I can confirm your issue also on Fedora 23 QGIS 2.10.1. Looking at you function you pass the name of the field to the function where you lookup the value. The function engine then does this for every record in the table. You can parse the value directly using " and not ' if you simplify the function to:

from qgis.core import *
from qgis.gui import *

import hashlib

@qgsfunction(args='auto', group='Custom')
def hashcolor(values, feature, parent):
    h = hashlib.md5()
    h.update(values)
    hd = h.hexdigest()
    r = int(hd[0:2],16)
    g = int(hd[2:4],16)
    b = int(hd[4:6],16)
    return "{0},{1},{2},255".format(r,g,b)
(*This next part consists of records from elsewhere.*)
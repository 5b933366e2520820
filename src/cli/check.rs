//! Handler for the `check` command: connectivity and schema state.

use serde_json::json;

use crate::cli::output;
use crate::config::Settings;
use crate::db;
use crate::error::Result;

/// Execute `check`.
pub fn execute(settings: &Settings) -> Result<()> {
    let engine = db::get_engine(&settings.database)?;
    output::action("Connecting to", engine.url());
    db::get_db_session(&engine, |session| session.ping())?;
    let pending = db::pending_migrations(&engine)?;

    if output::is_json() {
        output::json_output(json!({
            "command": "check",
            "backend": engine.backend(),
            "url": engine.url(),
            "connected": true,
            "pending_migrations": pending.len(),
        }));
        return Ok(());
    }

    output::field("backend", engine.backend());
    output::field("database", engine.url());
    output::success("Connection ok");
    if !pending.is_empty() {
        output::warning(&format!("{} pending migration(s)", pending.len()));
        output::hint(&format!(
            "run {} to apply",
            output::highlight("argdb migrate run")
        ));
    }
    Ok(())
}
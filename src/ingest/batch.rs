//! Chunked inserts, one transaction per chunk.

use tracing::info;

use crate::error::{Error, Result};
use crate::store::ArgumentStore;

/// Rows per transaction when importing large datasets.
pub const DEFAULT_BATCH_SIZE: usize = 5000;

/// Insert `items` in chunks of `size`, committing each chunk separately.
///
/// A failing chunk is rolled back and stops the import; chunks committed
/// before it stay in the database. Returns the number of rows inserted.
///
/// # Errors
/// Returns [`Error::InvalidArgument`] for a zero `size`, otherwise the first
/// insert error.
pub fn commit_in_batches<S, T, F>(
    store: &mut S,
    items: &[T],
    size: usize,
    mut insert: F,
) -> Result<usize>
where
    S: ArgumentStore,
    F: FnMut(&mut S, &[T]) -> Result<usize>,
{
    if size == 0 {
        return Err(Error::InvalidArgument(
            "batch size must be positive".to_string(),
        ));
    }

    let total = items.len();
    let mut saved = 0;
    for (index, batch) in items.chunks(size).enumerate() {
        let batch_num = index + 1;
        let start = index * size + 1;
        let end = index * size + batch.len();
        info!(batch = batch_num, start, end, total, "saving batch");

        saved += store.in_transaction(|s| insert(s, batch))?;
        info!(
            batch = batch_num,
            committed = batch.len(),
            "committed batch"
        );
    }

    info!(total = saved, "all batches committed");
    Ok(saved)
}

#[cfg(test)]
mod tests {
    use super::*;
    use crate::model::{NewAdu, NewDomain};
    use crate::store::MemoryStore;

    #[test]
    fn inserts_everything_in_chunks() {
        let mut store = MemoryStore::new();
        store.insert_domains(&[NewDomain::new("d")]).unwrap();
        let adus: Vec<NewAdu> = (0..7)
            .map(|i| NewAdu::premise(format!("p{i}"), 1))
            .collect();

        let mut calls = Vec::new();
        let saved = commit_in_batches(&mut store, &adus, 3, |s, batch| {
            calls.push(batch.len());
            s.insert_adus(batch)
        })
        .unwrap();

        assert_eq!(saved, 7);
        assert_eq!(calls, vec![3, 3, 1]);
        assert_eq!(store.adus().unwrap().len(), 7);
    }

    #[test]
    fn failed_chunk_keeps_earlier_chunks() {
        let mut store = MemoryStore::new();
        store.insert_domains(&[NewDomain::new("d")]).unwrap();
        let adus = vec![
            NewAdu::premise("ok 1", 1),
            NewAdu::premise("ok 2", 1),
            NewAdu::premise("fine", 1),
            NewAdu::premise("dangling", 99),
        ];

        let result = commit_in_batches(&mut store, &adus, 2, |s, batch| s.insert_adus(batch));
        assert!(result.is_err());
        let texts: Vec<String> = store.adus().unwrap().into_iter().map(|a| a.text).collect();
        assert_eq!(texts, vec!["ok 1", "ok 2"]);
    }

    #[test]
    fn zero_batch_size_is_rejected() {
        let mut store = MemoryStore::new();
        let result = commit_in_batches(&mut store, &[1, 2, 3], 0, |_, b| Ok(b.len()));
        assert!(matches!(result, Err(Error::InvalidArgument(_))));
    }
}
//! Compile-time selection of the database backend.
//!
//! The shared research server runs MySQL (`mysql` feature). Local work and
//! the test suite use a bundled SQLite (`sqlite` feature, default). When both
//! features are enabled MySQL wins.

use diesel::prelude::*;
use diesel_migrations::{embed_migrations, EmbeddedMigrations};

use crate::error::{ConfigError, Result};

#[cfg(not(any(feature = "sqlite", feature = "mysql")))]
compile_error!("argdb needs either the `sqlite` or the `mysql` feature");

#[cfg(feature = "mysql")]
mod imp {
    use super::*;

    /// Diesel connection type of the compiled backend.
    pub type DbConnection = diesel::MysqlConnection;
    /// Diesel backend type of the compiled backend.
    pub type Backend = diesel::mysql::Mysql;

    pub const NAME: &str = "mysql";

    /// Embedded database migrations compiled from `migrations/mysql`.
    pub const MIGRATIONS: EmbeddedMigrations = embed_migrations!("migrations/mysql");

    pub(crate) const LAST_INSERT_ID_SQL: &str = "CAST(LAST_INSERT_ID() AS SIGNED)";

    pub(crate) fn normalize_url(url: &str) -> Result<String> {
        if url.starts_with("mysql://") {
            Ok(url.to_string())
        } else {
            Err(ConfigError::InvalidValue {
                field: "database.url",
                reason: "expected a mysql:// URL".to_string(),
            }
            .into())
        }
    }

    pub(crate) fn is_in_memory(_url: &str) -> bool {
        false
    }

    pub(crate) fn configure(conn: &mut DbConnection) -> QueryResult<()> {
        diesel::sql_query("SET NAMES utf8mb4").execute(conn)?;
        Ok(())
    }
}

#[cfg(all(feature = "sqlite", not(feature = "mysql")))]
mod imp {
    use super::*;

    /// Diesel connection type of the compiled backend.
    pub type DbConnection = diesel::SqliteConnection;
    /// Diesel backend type of the compiled backend.
    pub type Backend = diesel::sqlite::Sqlite;

    pub const NAME: &str = "sqlite";

    /// Embedded database migrations compiled from `migrations/sqlite`.
    pub const MIGRATIONS: EmbeddedMigrations = embed_migrations!("migrations/sqlite");

    pub(crate) const LAST_INSERT_ID_SQL: &str = "last_insert_rowid()";

    pub(crate) fn normalize_url(url: &str) -> Result<String> {
        if let Some(path) = url.strip_prefix("sqlite://") {
            return Ok(path.to_string());
        }
        if url.contains("://") {
            return Err(ConfigError::InvalidValue {
                field: "database.url",
                reason: format!(
                    "this build only supports SQLite; rebuild with the `mysql` feature for {}",
                    url.split("://").next().unwrap_or_default()
                ),
            }
            .into());
        }
        Ok(url.to_string())
    }

    pub(crate) fn is_in_memory(url: &str) -> bool {
        url == ":memory:" || url.contains("mode=memory")
    }

    pub(crate) fn configure(conn: &mut DbConnection) -> QueryResult<()> {
        diesel::sql_query("PRAGMA foreign_keys = ON").execute(conn)?;
        diesel::sql_query("PRAGMA busy_timeout = 5000").execute(conn)?;
        Ok(())
    }
}

pub use imp::{Backend, DbConnection, MIGRATIONS, NAME};
pub(crate) use imp::{configure, is_in_memory, normalize_url, LAST_INSERT_ID_SQL};

#[cfg(all(test, not(feature = "mysql")))]
mod tests {
    use super::*;
    use crate::error::Error;

    #[test]
    fn sqlite_scheme_is_stripped() {
        assert_eq!(normalize_url("sqlite:///tmp/a.db").unwrap(), "/tmp/a.db");
        assert_eq!(normalize_url("sqlite://argdb.db").unwrap(), "argdb.db");
    }

    #[test]
    fn plain_paths_pass_through() {
        assert_eq!(normalize_url("argdb.db").unwrap(), "argdb.db");
        assert_eq!(normalize_url(":memory:").unwrap(), ":memory:");
    }

    #[test]
    fn mysql_url_needs_mysql_build() {
        let result = normalize_url("mysql://u:p@argumentmining.ddns.net:3306/argument-mining");
        assert!(matches!(
            result,
            Err(Error::Config(ConfigError::InvalidValue {
                field: "database.url",
                ..
            }))
        ));
    }

    #[test]
    fn detects_in_memory_databases() {
        assert!(is_in_memory(":memory:"));
        assert!(is_in_memory("file:argdb?mode=memory&cache=shared"));
        assert!(!is_in_memory("/tmp/argdb.db"));
    }
}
Then pass in the columnname like:

hashcolor( "CNTRY" )

This will work without the strange label stunt.

Instead of a hashcolor generator you could also just use the normal classify color style on CNTRY and save the style for future use in other maps where the style can be loaded.

1
  • that works, thank you! I went for this approach (rather than saving style files) as there are 20 layers and very few countries appear in more than two or three layers.. although I suppose I could have combined the layer shapefiles, applied the categorisation to the combined layer and saved the style file from there.